I am going to relocate your thread over to the Clausing forum where there is perhaps a better chance that it will be seen by someone with specific experience. But before I do, I can answer your question in at least a generic way.

There are three ways to run collets on most lathes. I don't have the specs on the 4914 but as you mentioned 4MT collets will assume that is the native internal spindle nose taper. As you already apparently know, you could use 4MT collets and a suitable length drawbar. But that prevents you from running long parts or stock stuck back through the spindle bore.

The second option is to use a collet closer adaptor and drawtube. The drawtube is hollow (although smaller than the spindle bore). The ID of the right end of the drawtube is threaded to match the collet threads. At the left end can be either a handwheel (with no crank) or a lever actuator arrangement. There will be some sort of thrust bearing that sits between the handwheel/lever and the left end of the spindle, probably tapered on its right end to be self centering. The closer adaptor would be 4MT on the OD with an ID to match the specific collet. Or if you are willing to be limited to 1/2" maximum workpiece diameter, you could use a 4MT to 3MT reducer sleeve and use 3AT or 3C collets, adaptor and drawtube. Several of those on eBay this morning, although you would need to make sure before you bought one that the tube was long enough for the spindle in the Clausing. Another possibility would be to use 4C collets, which would give you 3/4" dia. capability but finding the pieces will probably be more difficult. There are also made drawbar and 4MT collet chucks to take 25ER and larger European style collets. But again, the spindle bore is blocked.
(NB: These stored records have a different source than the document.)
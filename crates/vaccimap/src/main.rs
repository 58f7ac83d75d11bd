mod cli;
mod commands;
mod config;
mod error;
mod output;

use clap::Parser;
use tracing_subscriber::EnvFilter;

use crate::cli::{Cli, Command};
use crate::error::CliError;

#[tokio::main]
async fn main() {
    let cli = Cli::parse();

    init_tracing(cli.global.verbose);

    if let Err(err) = run(cli).await {
        let code = err.exit_code();
        eprintln!("{:?}", miette::Report::new(err));
        std::process::exit(code);
    }
}

fn init_tracing(verbosity: u8) {
    let filter = match verbosity {
        0 => "warn",
        1 => "info",
        2 => "debug",
        _ => "trace",
    };

    tracing_subscriber::fmt()
        .with_env_filter(
            EnvFilter::try_from_default_env().unwrap_or_else(|_| EnvFilter::new(filter)),
        )
        .with_writer(std::io::stderr)
        .with_target(false)
        .init();
}

async fn run(cli: Cli) -> Result<(), CliError> {
    match cli.command {
        // Local-only commands never open a database session
        Command::Config(args) => commands::config_cmd::handle(args, &cli.global),
        Command::Key(args) => commands::key::handle(args, &cli.global),

        Command::Completions(args) => {
            use clap::CommandFactory;
            use clap_complete::generate;

            let mut cmd = Cli::command();
            generate(args.shell, &mut cmd, "vaccimap", &mut std::io::stdout());
            Ok(())
        }

        cmd => {
            let session = commands::Session::open(&cli.global)?;
            tracing::debug!(command = ?cmd, url = %session.config.database_url, "dispatching command");
            commands::dispatch(cmd, session, &cli.global).await
        }
    }
}
//! Coordinate key conversions. Pure and offline.

use serde::Serialize;

use vaccimap_core::CoordinateKey;

use crate::cli::{GlobalOpts, KeyArgs, KeyCommand};
use crate::error::CliError;
use crate::output;

#[derive(Debug, Serialize)]
struct KeyView {
    key: String,
    display: String,
    latitude: f64,
    longitude: f64,
}

impl From<&CoordinateKey> for KeyView {
    fn from(key: &CoordinateKey) -> Self {
        let (latitude, longitude) = key.coordinates();
        Self {
            key: key.as_str().to_owned(),
            display: key.display(),
            latitude,
            longitude,
        }
    }
}

pub fn handle(args: KeyArgs, global: &GlobalOpts) -> Result<(), CliError> {
    let key = match args.command {
        KeyCommand::Encode(at) => CoordinateKey::encode(at.latitude, at.longitude)?,
        KeyCommand::Decode { key } => key.parse::<CoordinateKey>()?,
    };

    let view = KeyView::from(&key);
    let out = output::render_single(
        &global.output,
        &view,
        |v| {
            output::detail_lines(&[
                ("Key", v.key.clone()),
                ("Display", v.display.clone()),
                ("Latitude", format!("{:?}", v.latitude)),
                ("Longitude", format!("{:?}", v.longitude)),
            ])
        },
        |v| v.key.clone(),
    )?;
    output::print_output(&out, global.quiet);
    Ok(())
}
The third option you also mentioned, which is a 5C collet chuck to fit your spindle nose. There are quite a number of them available for 1-1/2"-8 spindles. I don't see any on eBay this morning for 1-3/4"-8 but that doesn't necessarily mean that none were ever made. Or you could buy one for 1-1/2"-8 and convert it. I have one of the latter for my Atlas 3996 and like most, it has a removable back plate that might stand modification. Or you could buy a large enough cast iron blank and make a new plate.

And of course if all that this is in pursuit of is to get around the poor repeatability of your 3-jaw chuck, there are the following other possible options:

Use a 4-jaw chuck.
Buy a new (presumably better) 3-jaw chuck
If the problem is your chuck jaws and not the scroll, make the necessary fixture and re-grind the jaws.
Always mark the part with the location of Jaw #1 before removal.

Robert D.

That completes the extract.